There are three controls on a compressor that are almost always standard. These controls are threshold, ratio, and makeup gain. You may also see controls for attack and release, as well as soft knee and hard knee controls.

Threshold is the control on a compressor that sets a decibel level that the audio will be reduced to. The ratio is the amount of reduction that your audio is going to receive. If your ratio is 2:1 then if your input audio is 2 decibels over your threshold then your output will be 1 decibel over your threshold level reducing your audio by 1 dB. If your threshold is -6 and your in put is -4 then the output audio will be -5dB. The audio now is quieter then before, to get the signal to the decibel level it was at the make up gain control will bring this back to the original decibel level. 

When compressing an audio signal we condensing the signal for a couple reasons, to make the notes or transients have a better consistency in the mix and to bring up any quite notes that may have been lost in the mix before.So while bringing the audio back up what has happened is that now you have an audio signal that has less dynamic range then before but has not lost any volume in the process.
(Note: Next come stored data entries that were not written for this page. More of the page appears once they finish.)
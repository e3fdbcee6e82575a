//! Shared helpers for the integration tests.
//!
//! PDFs are synthesised in memory: every page draws one text marker, so the
//! tests can tell which layers ended up on which page and in what order.

#![allow(dead_code)]

use lopdf::content::Content;
use lopdf::{Document, Object, Stream, dictionary};
use std::path::{Path, PathBuf};
use tempfile::TempDir;
use waybill::config::{Background, Config};

/// A temporary base directory with the conventional layout.
pub struct Workspace {
    _dir: TempDir,
    pub config: Config,
}

impl Workspace {
    pub fn new() -> Self {
        let dir = TempDir::new().expect("Failed to create temp dir");
        let mut config = Config::from_base_dir(dir.path());
        config.quiet = true;
        for d in [&config.railway_dir, &config.template_dir, &config.stamp_dir] {
            std::fs::create_dir_all(d).unwrap();
        }
        Self { _dir: dir, config }
    }

    /// Write a source waybill.
    pub fn railway(&self, name: &str, markers: &[&str]) -> PathBuf {
        let path = self.config.railway_dir.join(name);
        write_pdf(&path, marked_pdf(markers));
        path
    }

    /// Write a stamp.
    pub fn stamp(&self, name: &str, marker: &str) -> PathBuf {
        let path = self.config.stamp_dir.join(name);
        write_pdf(&path, marked_pdf(&[marker]));
        path
    }

    /// Write a background and select it.
    pub fn background(&mut self, marker: &str) -> PathBuf {
        let path = self.config.template_dir.join("Instruction (China).pdf");
        write_pdf(&path, marked_pdf(&[marker]));
        self.config.background = Background::Path(path.clone());
        path
    }

    /// Write the duplex template.
    pub fn template(&self, markers: &[&str]) -> PathBuf {
        let path = self.config.template_file.clone();
        write_pdf(&path, marked_pdf(markers));
        path
    }

    /// Write a ready document.
    pub fn ready(&self, name: &str, markers: &[&str]) -> PathBuf {
        std::fs::create_dir_all(&self.config.ready_dir).unwrap();
        let path = self.config.ready_dir.join(name);
        write_pdf(&path, marked_pdf(markers));
        path
    }

    /// Names of the files in `dir`, sorted.
    pub fn listing(&self, dir: &Path) -> Vec<String> {
        let mut names: Vec<String> = std::fs::read_dir(dir)
            .map(|entries| {
                entries
                    .filter_map(|e| e.ok())
                    .map(|e| e.file_name().to_string_lossy().into_owned())
                    .collect()
            })
            .unwrap_or_default();
        names.sort();
        names
    }
}

/// A document whose page `i` draws `markers[i]`.
pub fn marked_pdf(markers: &[&str]) -> Document {
    let mut doc = Document::with_version("1.7");
    let pages_id = doc.new_object_id();
    let font_id = doc.add_object(dictionary! {
        "Type" => "Font",
        "Subtype" => "Type1",
        "BaseFont" => "Helvetica",
    });

    let mut kids = Vec::new();
    for marker in markers {
        let content = format!("BT /F1 12 Tf 72 720 Td ({marker}) Tj ET");
        let content_id = doc.add_object(Stream::new(dictionary! {}, content.into_bytes()));
        let page_id = doc.add_object(dictionary! {
            "Type" => "Page",
            "Parent" => pages_id,
            "Contents" => content_id,
        });
        kids.push(page_id.into());
    }

    let count = kids.len() as i64;
    doc.objects.insert(
        pages_id,
        Object::Dictionary(dictionary! {
            "Type" => "Pages",
            "Kids" => kids,
            "Count" => count,
            "MediaBox" => vec![0.into(), 0.into(), 595.into(), 842.into()],
            "Resources" => dictionary! {
                "Font" => dictionary! { "F1" => font_id },
            },
        }),
    );
    let catalog_id = doc.add_object(dictionary! {
        "Type" => "Catalog",
        "Pages" => pages_id,
    });
    doc.trailer.set("Root", catalog_id);
    doc
}

pub fn write_pdf(path: &Path, mut doc: Document) {
    let mut bytes = Vec::new();
    doc.save_to(&mut bytes).expect("Failed to serialise PDF");
    std::fs::write(path, bytes).expect("Failed to write PDF");
}

pub fn load_pdf(path: &Path) -> Document {
    let bytes = std::fs::read(path).expect("Failed to read PDF");
    Document::load_mem(&bytes).expect("Failed to parse PDF")
}

/// Markers drawn on each page, in drawing order.
///
/// Form XObjects are followed in `Do` order, so a composited page reads
/// bottom layer first.
pub fn page_markers(doc: &Document) -> Vec<Vec<String>> {
    doc.get_pages()
        .values()
        .map(|&page_id| {
            let page = doc.get_dictionary(page_id).unwrap();
            let content = doc.get_page_content(page_id).unwrap();
            let resources = resolve_dict(doc, page.get(b"Resources").ok());
            let mut markers = Vec::new();
            collect_markers(doc, &content, resources, &mut markers);
            markers
        })
        .collect()
}

fn resolve_dict<'a>(doc: &'a Document, obj: Option<&'a Object>) -> Option<&'a lopdf::Dictionary> {
    match obj? {
        Object::Reference(id) => doc.get_dictionary(*id).ok(),
        Object::Dictionary(dict) => Some(dict),
        _ => None,
    }
}

fn collect_markers(
    doc: &Document,
    content: &[u8],
    resources: Option<&lopdf::Dictionary>,
    out: &mut Vec<String>,
) {
    let content = Content::decode(content).expect("Failed to decode content");
    for op in &content.operations {
        match op.operator.as_str() {
            "Tj" => {
                if let Some(Object::String(bytes, _)) = op.operands.first() {
                    out.push(String::from_utf8_lossy(bytes).into_owned());
                }
            }
            "Do" => {
                let name = op.operands[0].as_name().unwrap();
                let xobjects = resolve_dict(doc, resources.and_then(|r| r.get(b"XObject").ok()))
                    .expect("Do without XObject resources");
                let form_id = xobjects.get(name).and_then(Object::as_reference).unwrap();
                let form = doc.get_object(form_id).and_then(Object::as_stream).unwrap();
                let data = form
                    .decompressed_content()
                    .unwrap_or_else(|_| form.content.clone());
                let form_resources = resolve_dict(doc, form.dict.get(b"Resources").ok());
                collect_markers(doc, &data, form_resources, out);
            }
            _ => {}
        }
    }
}
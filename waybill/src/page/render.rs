//! Rendering [`Page`] values into a new PDF document.
//!
//! Source and template pages are copied verbatim, with inherited page
//! attributes written onto the copy. Composited pages turn every layer into a
//! Form XObject sized to its page and draw them in order:
//!
//! ```text
//! q /L0 Do Q
//! q /L1 Do Q
//! ...
//! ```
//!
//! Objects are deep-copied once per output document, keyed by the document
//! they came from, so a background drawn under fifty pages shares its fonts
//! and images.

use lopdf::content::{Content, Operation};
use lopdf::{Dictionary, Document, Object, ObjectId, Stream, dictionary};
use std::collections::HashMap;
use std::sync::Arc;

use super::{INHERITABLE_ATTRIBUTES, Layer, Page, PageRef, inherited_attribute};
use crate::error::{Result, WaybillError};

type CopyKey = (usize, ObjectId);

fn copy_key(origin: &Arc<Document>, id: ObjectId) -> CopyKey {
    (Arc::as_ptr(origin) as usize, id)
}

/// Incrementally builds an output document from pages.
pub struct DocumentBuilder {
    doc: Document,
    pages_id: ObjectId,
    kids: Vec<Object>,
    copies: HashMap<CopyKey, ObjectId>,
    forms: HashMap<CopyKey, ObjectId>,
    // Pins every origin whose address is used in a copy key.
    origins: Vec<Arc<Document>>,
}

impl DocumentBuilder {
    /// Start an empty document.
    pub fn new() -> Self {
        let mut doc = Document::with_version("1.7");
        let pages_id = doc.new_object_id();
        Self {
            doc,
            pages_id,
            kids: Vec::new(),
            copies: HashMap::new(),
            forms: HashMap::new(),
            origins: Vec::new(),
        }
    }

    /// Number of pages added so far.
    pub fn page_count(&self) -> usize {
        self.kids.len()
    }

    /// Append one page.
    pub fn push(&mut self, page: &Page) -> Result<()> {
        let number = self.kids.len() + 1;
        let page_id = match page {
            Page::Source(page) | Page::Template(page) => self.copy_page(page)?,
            Page::Blank { media_box } => {
                let contents = self.doc.add_object(Stream::new(dictionary! {}, Vec::new()));
                self.doc.add_object(dictionary! {
                    "Type" => "Page",
                    "Parent" => self.pages_id,
                    "MediaBox" => media_box.to_object(),
                    "Resources" => dictionary! {},
                    "Contents" => contents,
                })
            }
            Page::Composited {
                media_box,
                rotate,
                layers,
            } => {
                let mut xobjects = Dictionary::new();
                let mut operations = Vec::with_capacity(layers.len() * 3);
                for (index, layer) in layers.iter().enumerate() {
                    let name = format!("L{index}");
                    let form_id = self.form_for(layer)?;
                    xobjects.set(name.as_bytes().to_vec(), form_id);
                    operations.push(Operation::new("q", vec![]));
                    operations.push(Operation::new("Do", vec![Object::Name(name.into_bytes())]));
                    operations.push(Operation::new("Q", vec![]));
                }
                let content = Content { operations }
                    .encode()
                    .map_err(|e| WaybillError::compositing(number, e.to_string()))?;
                let contents = self.doc.add_object(Stream::new(dictionary! {}, content));

                let mut dict = dictionary! {
                    "Type" => "Page",
                    "Parent" => self.pages_id,
                    "MediaBox" => media_box.to_object(),
                    "Resources" => dictionary! { "XObject" => xobjects },
                    "Contents" => contents,
                };
                if *rotate != 0 {
                    dict.set("Rotate", *rotate);
                }
                self.doc.add_object(dict)
            }
        };
        self.kids.push(page_id.into());
        Ok(())
    }

    /// Close the page tree and return the document.
    pub fn finish(mut self) -> Document {
        let count = self.kids.len() as i64;
        self.doc.objects.insert(
            self.pages_id,
            Object::Dictionary(dictionary! {
                "Type" => "Pages",
                "Kids" => self.kids,
                "Count" => count,
            }),
        );
        let catalog_id = self.doc.add_object(dictionary! {
            "Type" => "Catalog",
            "Pages" => self.pages_id,
        });
        self.doc.trailer.set("Root", catalog_id);
        self.doc
    }

    fn pin(&mut self, origin: &Arc<Document>) {
        if !self.origins.iter().any(|o| Arc::ptr_eq(o, origin)) {
            self.origins.push(Arc::clone(origin));
        }
    }

    fn copy_page(&mut self, page: &PageRef) -> Result<ObjectId> {
        let origin = Arc::clone(page.origin());
        self.pin(&origin);

        let key = copy_key(&origin, page.page_id());
        if let Some(&existing) = self.copies.get(&key) {
            // Same page twice in one document: the second needs its own object.
            let dict = self.doc.get_dictionary(existing)?.clone();
            return Ok(self.doc.add_object(dict));
        }

        let source = origin
            .get_dictionary(page.page_id())
            .map_err(|e| WaybillError::compositing(page.number(), e.to_string()))?;

        let new_id = self.doc.new_object_id();
        self.copies.insert(key, new_id);

        let mut dict = Dictionary::new();
        for (name, value) in source.iter() {
            if name.as_slice() == b"Parent" {
                continue;
            }
            let copied = self.copy_object(&origin, value);
            dict.set(name.clone(), copied);
        }
        for name in INHERITABLE_ATTRIBUTES {
            if !dict.has(name)
                && let Some(value) = inherited_attribute(&origin, source, name)
            {
                let copied = self.copy_object(&origin, &value);
                dict.set(name.to_vec(), copied);
            }
        }
        dict.set("Parent", self.pages_id);

        self.doc.objects.insert(new_id, Object::Dictionary(dict));
        Ok(new_id)
    }

    fn form_for(&mut self, layer: &Layer) -> Result<ObjectId> {
        let origin = Arc::clone(layer.origin());
        self.pin(&origin);

        let key = copy_key(&origin, layer.page_id());
        if let Some(&form_id) = self.forms.get(&key) {
            return Ok(form_id);
        }

        let mut dict = dictionary! {
            "Type" => "XObject",
            "Subtype" => "Form",
            "FormType" => 1,
            "BBox" => layer.bbox().to_object(),
        };
        if let Some(resources) = layer.resources() {
            let copied = self.copy_object(&origin, resources);
            dict.set("Resources", copied);
        }

        let form_id = self
            .doc
            .add_object(Stream::new(dict, layer.content().to_vec()));
        self.forms.insert(key, form_id);
        Ok(form_id)
    }

    /// Deep copy `obj` from `origin`, following references.
    ///
    /// References to page-tree nodes that have not been copied as pages
    /// become null, so copying an annotation never drags in its document's
    /// whole page tree.
    fn copy_object(&mut self, origin: &Arc<Document>, obj: &Object) -> Object {
        match obj {
            Object::Reference(id) => {
                let key = copy_key(origin, *id);
                if let Some(&new_id) = self.copies.get(&key) {
                    return Object::Reference(new_id);
                }

                let Ok(referenced) = origin.get_object(*id) else {
                    return Object::Null;
                };
                if is_page_tree_node(referenced) {
                    return Object::Null;
                }

                // Reserve first so reference cycles terminate.
                let new_id = self.doc.new_object_id();
                self.copies.insert(key, new_id);
                let copied = self.copy_object(origin, referenced);
                self.doc.objects.insert(new_id, copied);
                Object::Reference(new_id)
            }
            Object::Dictionary(dict) => Object::Dictionary(self.copy_dictionary(origin, dict)),
            Object::Array(arr) => Object::Array(
                arr.iter()
                    .map(|item| self.copy_object(origin, item))
                    .collect(),
            ),
            Object::Stream(stream) => {
                let dict = self.copy_dictionary(origin, &stream.dict);
                let mut copy = Stream::new(dict, stream.content.clone());
                copy.allows_compression = stream.allows_compression;
                Object::Stream(copy)
            }
            _ => obj.clone(),
        }
    }

    fn copy_dictionary(&mut self, origin: &Arc<Document>, dict: &Dictionary) -> Dictionary {
        let mut copy = Dictionary::new();
        for (name, value) in dict.iter() {
            let value = self.copy_object(origin, value);
            copy.set(name.clone(), value);
        }
        copy
    }
}

impl Default for DocumentBuilder {
    fn default() -> Self {
        Self::new()
    }
}

fn is_page_tree_node(obj: &Object) -> bool {
    obj.as_dict()
        .and_then(|d| d.get(b"Type"))
        .and_then(Object::as_name)
        .map(|name| name == b"Page" || name == b"Pages")
        .unwrap_or(false)
}

/// Render `pages` into a new document, in order.
pub fn render_pages(pages: &[Page]) -> Result<Document> {
    let mut builder = DocumentBuilder::new();
    for page in pages {
        builder.push(page)?;
    }
    Ok(builder.finish())
}
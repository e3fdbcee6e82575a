//! Stamp lookup by waybill key.
//!
//! The stamp directory is scanned once per run. Every `*.pdf` whose name
//! carries a key and whose first page can be read becomes an entry; lookups
//! afterwards are exact key matches against the in-memory index.

use std::collections::BTreeMap;
use std::path::{Path, PathBuf};
use tracing::{debug, info, warn};

use crate::compose::Overlay;
use crate::error::Result;
use crate::io::PdfReader;
use crate::key::{Key, key_of_path};
use crate::utils;

/// A stamp file that was not indexed.
#[derive(Debug, Clone)]
pub struct SkippedStamp {
    /// The stamp file.
    pub path: PathBuf,
    /// Why it was left out.
    pub reason: String,
}

/// Key to stamp overlay, built once per run.
#[derive(Debug, Default)]
pub struct StampIndex {
    entries: BTreeMap<Key, Overlay>,
    skipped: Vec<SkippedStamp>,
}

impl StampIndex {
    /// Index every stamp in `dir`.
    ///
    /// A missing directory yields an empty index. Files are visited in
    /// sorted path order; when two stamps share a key the first one wins.
    /// Stamps without a key, unreadable stamps and stamps without pages are
    /// skipped with a warning.
    pub async fn build(dir: &Path, reader: &PdfReader) -> Result<Self> {
        let mut index = Self::default();

        if !dir.is_dir() {
            info!(dir = %dir.display(), "no stamp directory, stamping disabled");
            return Ok(index);
        }

        for path in utils::collect_pdf_paths(dir)? {
            let Some(key) = key_of_path(&path) else {
                index.skip(path, "file name has no key");
                continue;
            };

            if index.entries.contains_key(&key) {
                index.skip(path, format!("duplicate stamp for key {key}"));
                continue;
            }

            match Overlay::load(reader, &path).await {
                Ok(overlay) => {
                    debug!(key, path = %path.display(), "indexed stamp");
                    index.entries.insert(key, overlay);
                }
                Err(err) => index.skip(path, err.to_string()),
            }
        }

        info!(
            dir = %dir.display(),
            stamps = index.len(),
            skipped = index.skipped.len(),
            "stamp index built"
        );
        Ok(index)
    }

    fn skip(&mut self, path: PathBuf, reason: impl Into<String>) {
        let reason = reason.into();
        warn!(path = %path.display(), "stamp skipped: {reason}");
        self.skipped.push(SkippedStamp { path, reason });
    }

    /// Add a stamp unless the key is already taken.
    ///
    /// Returns whether the stamp was added.
    pub fn insert(&mut self, key: Key, overlay: Overlay) -> bool {
        if self.entries.contains_key(&key) {
            return false;
        }
        self.entries.insert(key, overlay);
        true
    }

    /// Stamp for exactly `key`.
    pub fn lookup(&self, key: Key) -> Option<&Overlay> {
        self.entries.get(&key)
    }

    /// Number of indexed stamps.
    pub fn len(&self) -> usize {
        self.entries.len()
    }

    /// Whether no stamp is indexed.
    pub fn is_empty(&self) -> bool {
        self.entries.is_empty()
    }

    /// Stamp files left out of the index.
    pub fn skipped(&self) -> &[SkippedStamp] {
        &self.skipped
    }
}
There are other controls you may see on a compressor as well, attack and release control how fast or slow your compressor reduces that audio files or how fast or slow in release the audio over the threshold from reduction. For example if you have a drum mix and you want it to be a little more punchy you could have a faster attack on your stereo compressor. Soft knee and hard knee control how smooth your signal goes from uncompressed to compressed, a soft knees make this change slower than a hard knee. With higher ratios you may need to add a soft knee and adjust your attach and release so you don’t get a pumping or breathing effect on your audio.

Compressors also help in your mix to control your headroom or peak level. Many mastering engineers will use a compressor as a limiter, to act as a threshold point that wont let audio get any louder than that threshold. this let you turn the make up gain up and still have an even meter. This is so that they can get to the same perceived loudness as other commercial mixes.